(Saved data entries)
----
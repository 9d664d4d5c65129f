//! The per-turn pipeline.
//!
//! Each invocation is stateless: everything a turn needs arrives in the
//! request and everything the next turn needs goes back in the response.
//! Control flow: guard → deterministic extraction → semantic fallback →
//! chip parse → merge → controller → (if ready) generate/validate/repair.

use crate::generation::{GenerationAdapter, ScheduleService};
use crate::semantic_extractor::SemanticExtractorService;
use crate::topic_classifier::TopicClassifierService;
use somni_core::capability::CompletionAgent;
use somni_core::dialogue::{plan_turn, TurnPlan};
use somni_core::error::{Result, SomniError};
use somni_core::extractor::{extract, parse_chip_answer};
use somni_core::fields::merge;
use somni_core::guard;
use somni_core::knowledge::KnowledgeSource;
use somni_core::session::SessionState;
use somni_core::turn::{TurnRequest, TurnResponse};
use std::sync::Arc;
use tracing::{debug, info, warn};

/// Below this, the semantic extraction fallback runs (when the age is
/// also still unknown).
pub const SEMANTIC_FALLBACK_THRESHOLD: f32 = 0.3;

/// Below this, a first-turn message that passed keyword screening still
/// gets the one-shot semantic topic check.
pub const TOPIC_CHECK_THRESHOLD: f32 = 0.15;

/// Orchestrates one conversation turn end to end.
pub struct TurnUseCase {
    schedule_service: ScheduleService,
    semantic_extractor: SemanticExtractorService,
    topic_classifier: TopicClassifierService,
    knowledge: Arc<dyn KnowledgeSource>,
}

impl TurnUseCase {
    pub fn new(
        fast: Arc<dyn CompletionAgent>,
        quality: Arc<dyn CompletionAgent>,
        knowledge: Arc<dyn KnowledgeSource>,
    ) -> Self {
        Self {
            schedule_service: ScheduleService::new(GenerationAdapter::new(
                fast.clone(),
                quality,
            )),
            semantic_extractor: SemanticExtractorService::new(fast.clone()),
            topic_classifier: TopicClassifierService::new(fast),
            knowledge,
        }
    }

    /// Handles one turn. Never returns an `Err`: every internal failure is
    /// mapped to a short user-facing message.
    pub async fn handle_turn(&self, request: TurnRequest) -> TurnResponse {
        match self.run_turn(request).await {
            Ok(response) => response,
            Err(err) => {
                warn!(error = %err, "Turn ended in a terminal error");
                TurnResponse::Error {
                    error: err.user_message(),
                }
            }
        }
    }

    async fn run_turn(&self, request: TurnRequest) -> Result<TurnResponse> {
        let mode = request.output_mode.unwrap_or_default();
        let first_turn = request.session_id.is_none();
        let state = match request.session_id {
            Some(id) => SessionState::resume(
                id,
                request.messages,
                request.extracted_fields.unwrap_or_default(),
                request.questions_asked.unwrap_or(0),
            ),
            None => SessionState::new(request.messages),
        };
        let Some(first_message) = state.first_user_message().map(str::to_string) else {
            return Err(SomniError::invalid_input("transcript has no user message"));
        };

        // Guard verdict is always recomputed from the original first
        // message, so accepted quick replies can never launder an
        // off-topic opening.
        let mut guard_rejected = !guard::is_on_topic(&first_message);
        if guard_rejected {
            debug!(
                session_id = %state.session_id,
                disqualified = guard::has_disqualifier(&first_message),
                "Keyword screening rejected the opening message"
            );
        }

        let user_text = state.user_text();
        let extracted = extract(&user_text);
        debug!(
            session_id = %state.session_id,
            confidence = extracted.confidence_score,
            age_months = ?extracted.age_months,
            "Deterministic extraction finished"
        );
        let mut fields = merge(&state.extracted_fields, &extracted);

        if !guard_rejected
            && fields.age_months.is_none()
            && fields.confidence_score < SEMANTIC_FALLBACK_THRESHOLD
        {
            if let Some(semantic) = self.semantic_extractor.extract(&user_text).await {
                fields = merge(&fields, &semantic);
            }
        }

        if let Some(latest) = state.latest_user_message() {
            fields = merge(&fields, &parse_chip_answer(latest));
        }

        // One-shot, first-turn-only semantic topic check for messages that
        // passed keyword screening but extracted almost nothing.
        if first_turn && !guard_rejected && fields.confidence_score < TOPIC_CHECK_THRESHOLD {
            if !self.topic_classifier.is_genuine(&first_message).await {
                info!(session_id = %state.session_id, "Semantic topic check rejected the message");
                guard_rejected = true;
            }
        }

        match plan_turn(&fields, state.questions_asked, guard_rejected, mode) {
            TurnPlan::Refuse { message } => Ok(TurnResponse::NeedsInfo {
                session_id: state.session_id,
                extracted_fields: fields,
                follow_up_question: message.to_string(),
                quick_replies: Vec::new(),
                questions_asked: 0,
            }),
            TurnPlan::Ask {
                question,
                questions_asked,
                state: dialogue_state,
            } => {
                debug!(
                    session_id = %state.session_id,
                    ?dialogue_state,
                    questions_asked,
                    "Asking a follow-up question"
                );
                Ok(TurnResponse::NeedsInfo {
                    session_id: state.session_id,
                    extracted_fields: fields,
                    follow_up_question: question.text.to_string(),
                    quick_replies: question.quick_replies_owned(),
                    questions_asked,
                })
            }
            TurnPlan::AgeUnresolved => Err(SomniError::AgeUnresolved),
            TurnPlan::Proceed { fields: resolved } => {
                let Some(age_months) = resolved.age_months else {
                    return Err(SomniError::internal("controller proceeded without an age"));
                };
                let excerpt = self.knowledge.load_excerpt(age_months, resolved.main_issue);
                let generated = self
                    .schedule_service
                    .generate_validated(&resolved, &excerpt, &user_text, mode)
                    .await?;
                info!(
                    session_id = %state.session_id,
                    unresolved_issues = generated.unresolved_issues.len(),
                    "Schedule generated"
                );
                Ok(TurnResponse::Complete {
                    session_id: state.session_id,
                    extracted_fields: resolved,
                    schedule_markdown: generated.markdown,
                    intro_message: generated.intro_message,
                })
            }
        }
    }
}
//! Field extraction strategies.
//!
//! Three independent sources feed the merger each turn:
//! - the deterministic pattern pass over all user-authored text,
//! - an optional semantic fallback (application layer, capability-backed),
//! - the exact chip parser over the latest user message.

pub mod chips;
pub mod deterministic;

pub use chips::parse_chip_answer;
pub use deterministic::extract;
//! Offline capability for demos without API keys.

use async_trait::async_trait;
use somni_core::capability::{CapabilityError, CompletionAgent};

const DEMO_DOC: &str = "\
Here's a steady daily rhythm to try - small, consistent steps work best.

## Suggested Schedule

- Wake: 7:00 AM
- Morning Nap: 9:30 AM
- Lunch: 12:00 PM
- Afternoon Nap: 2:30 PM
- Wind-down: 6:45 PM
- Lights Out: 7:30 PM

## Notes

Hold each change for three or four days before adjusting again.
";

/// Answers every kind of request the pipeline issues with canned text.
pub struct ScriptedCapability;

#[async_trait]
impl CompletionAgent for ScriptedCapability {
    fn name(&self) -> &str {
        "scripted"
    }

    async fn complete(&self, prompt: &str) -> Result<String, CapabilityError> {
        if prompt.contains("YES or NO") {
            Ok("YES".to_string())
        } else if prompt.contains("Return only a JSON object") {
            Ok("{}".to_string())
        } else {
            Ok(DEMO_DOC.to_string())
        }
    }
}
----
## TASK STATEMENT
Would you please return all of the data exactly?

## EXPECTED ANSWER
repository 9d664d4d5c65129f
//! The per-turn pipeline.
//!
//! Each invocation is stateless: everything a turn needs arrives in the
//! request and everything the next turn needs goes back in the response.
//! Control flow: guard → deterministic extraction → semantic fallback →
//! chip parse → merge → controller → (if ready) generate/validate/repair.

use crate::generation::{GenerationAdapter, ScheduleService};
use crate::semantic_extractor::SemanticExtractorService;
use crate::topic_classifier::TopicClassifierService;
use somni_core::capability::CompletionAgent;
use somni_core::dialogue::{plan_turn, TurnPlan};
use somni_core::error::{Result, SomniError};
use somni_core::extractor::{extract, parse_chip_answer};
use somni_core::fields::merge;
use somni_core::guard;
use somni_core::knowledge::KnowledgeSource;
use somni_core::session::SessionState;
use somni_core::turn::{TurnRequest, TurnResponse};
use std::sync::Arc;
use tracing::{debug, info, warn};

/// Below this, the semantic extraction fallback runs (when the age is
/// also still unknown).
pub const SEMANTIC_FALLBACK_THRESHOLD: f32 = 0.3;

/// Below this, a first-turn message that passed keyword screening still
/// gets the one-shot semantic topic check.
pub const TOPIC_CHECK_THRESHOLD: f32 = 0.15;

/// Orchestrates one conversation turn end to end.
pub struct TurnUseCase {
    schedule_service: ScheduleService,
    semantic_extractor: SemanticExtractorService,
    topic_classifier: TopicClassifierService,
    knowledge: Arc<dyn KnowledgeSource>,
}

impl TurnUseCase {
    pub fn new(
        fast: Arc<dyn CompletionAgent>,
        quality: Arc<dyn CompletionAgent>,
        knowledge: Arc<dyn KnowledgeSource>,
    ) -> Self {
        Self {
            schedule_service: ScheduleService::new(GenerationAdapter::new(
                fast.clone(),
                quality,
            )),
            semantic_extractor: SemanticExtractorService::new(fast.clone()),
            topic_classifier: TopicClassifierService::new(fast),
            knowledge,
        }
    }

    /// Handles one turn. Never returns an `Err`: every internal failure is
    /// mapped to a short user-facing message.
    pub async fn handle_turn(&self, request: TurnRequest) -> TurnResponse {
        match self.run_turn(request).await {
            Ok(response) => response,
            Err(err) => {
                warn!(error = %err, "Turn ended in a terminal error");
                TurnResponse::Error {
                    error: err.user_message(),
                }
            }
        }
    }

    async fn run_turn(&self, request: TurnRequest) -> Result<TurnResponse> {
        let mode = request.output_mode.unwrap_or_default();
        let first_turn = request.session_id.is_none();
        let state = match request.session_id {
            Some(id) => SessionState::resume(
                id,
                request.messages,
                request.extracted_fields.unwrap_or_default(),
                request.questions_asked.unwrap_or(0),
            ),
            None => SessionState::new(request.messages),
        };
        let Some(first_message) = state.first_user_message().map(str::to_string) else {
            return Err(SomniError::invalid_input("transcript has no user message"));
        };

        // Guard verdict is always recomputed from the original first
        // message, so accepted quick replies can never launder an
        // off-topic opening.
        let mut guard_rejected = !guard::is_on_topic(&first_message);
        if guard_rejected {
            debug!(
                session_id = %state.session_id,
                disqualified = guard::has_disqualifier(&first_message),
                "Keyword screening rejected the opening message"
            );
        }

        let user_text = state.user_text();
        let extracted = extract(&user_text);
        debug!(
            session_id = %state.session_id,
            confidence = extracted.confidence_score,
            age_months = ?extracted.age_months,
            "Deterministic extraction finished"
        );
        let mut fields = merge(&state.extracted_fields, &extracted);

        if !guard_rejected
            && fields.age_months.is_none()
            && fields.confidence_score < SEMANTIC_FALLBACK_THRESHOLD
        {
            if let Some(semantic) = self.semantic_extractor.extract(&user_text).await {
                fields = merge(&fields, &semantic);
            }
        }

        if let Some(latest) = state.latest_user_message() {
            fields = merge(&fields, &parse_chip_answer(latest));
        }

        // One-shot, first-turn-only semantic topic check for messages that
        // passed keyword screening but extracted almost nothing.
        if first_turn && !guard_rejected && fields.confidence_score < TOPIC_CHECK_THRESHOLD {
            if !self.topic_classifier.is_genuine(&first_message).await {
                info!(session_id = %state.session_id, "Semantic topic check rejected the message");
                guard_rejected = true;
            }
        }

        match plan_turn(&fields, state.questions_asked, guard_rejected, mode) {
            TurnPlan::Refuse { message } => Ok(TurnResponse::NeedsInfo {
                session_id: state.session_id,
                extracted_fields: fields,
                follow_up_question: message.to_string(),
                quick_replies: Vec::new(),
                questions_asked: 0,
            }),
            TurnPlan::Ask {
                question,
                questions_asked,
                state: dialogue_state,
            } => {
                debug!(
                    session_id = %state.session_id,
                    ?dialogue_state,
                    questions_asked,
                    "Asking a follow-up question"
                );
                Ok(TurnResponse::NeedsInfo {
                    session_id: state.session_id,
                    extracted_fields: fields,
                    follow_up_question: question.text.to_string(),
                    quick_replies: question.quick_replies_owned(),
                    questions_asked,
                })
            }
            TurnPlan::AgeUnresolved => Err(SomniError::AgeUnresolved),
            TurnPlan::Proceed { fields: resolved } => {
                let Some(age_months) = resolved.age_months else {
                    return Err(SomniError::internal("controller proceeded without an age"));
                };
                let excerpt = self.knowledge.load_excerpt(age_months, resolved.main_issue);
                let generated = self
                    .schedule_service
                    .generate_validated(&resolved, &excerpt, &user_text, mode)
                    .await?;
                info!(
                    session_id = %state.session_id,
                    unresolved_issues = generated.unresolved_issues.len(),
                    "Schedule generated"
                );
                Ok(TurnResponse::Complete {
                    session_id: state.session_id,
                    extracted_fields: resolved,
                    schedule_markdown: generated.markdown,
                    intro_message: generated.intro_message,
                })
            }
        }
    }
}
//! Field extraction strategies.
//!
//! Three independent sources feed the merger each turn:
//! - the deterministic pattern pass over all user-authored text,
//! - an optional semantic fallback (application layer, capability-backed),
//! - the exact chip parser over the latest user message.

pub mod chips;
pub mod deterministic;

pub use chips::parse_chip_answer;
pub use deterministic::extract;
//! Offline capability for demos without API keys.

use async_trait::async_trait;
use somni_core::capability::{CapabilityError, CompletionAgent};

const DEMO_DOC: &str = "\
Here's a steady daily rhythm to try - small, consistent steps work best.

## Suggested Schedule

- Wake: 7:00 AM
- Morning Nap: 9:30 AM
- Lunch: 12:00 PM
- Afternoon Nap: 2:30 PM
- Wind-down: 6:45 PM
- Lights Out: 7:30 PM

## Notes

Hold each change for three or four days before adjusting again.
";

/// Answers every kind of request the pipeline issues with canned text.
pub struct ScriptedCapability;

#[async_trait]
impl CompletionAgent for ScriptedCapability {
    fn name(&self) -> &str {
        "scripted"
    }

    async fn complete(&self, prompt: &str) -> Result<String, CapabilityError> {
        if prompt.contains("YES or NO") {
            Ok("YES".to_string())
        } else if prompt.contains("Return only a JSON object") {
            Ok("{}".to_string())
        } else {
            Ok(DEMO_DOC.to_string())
        }
    }
}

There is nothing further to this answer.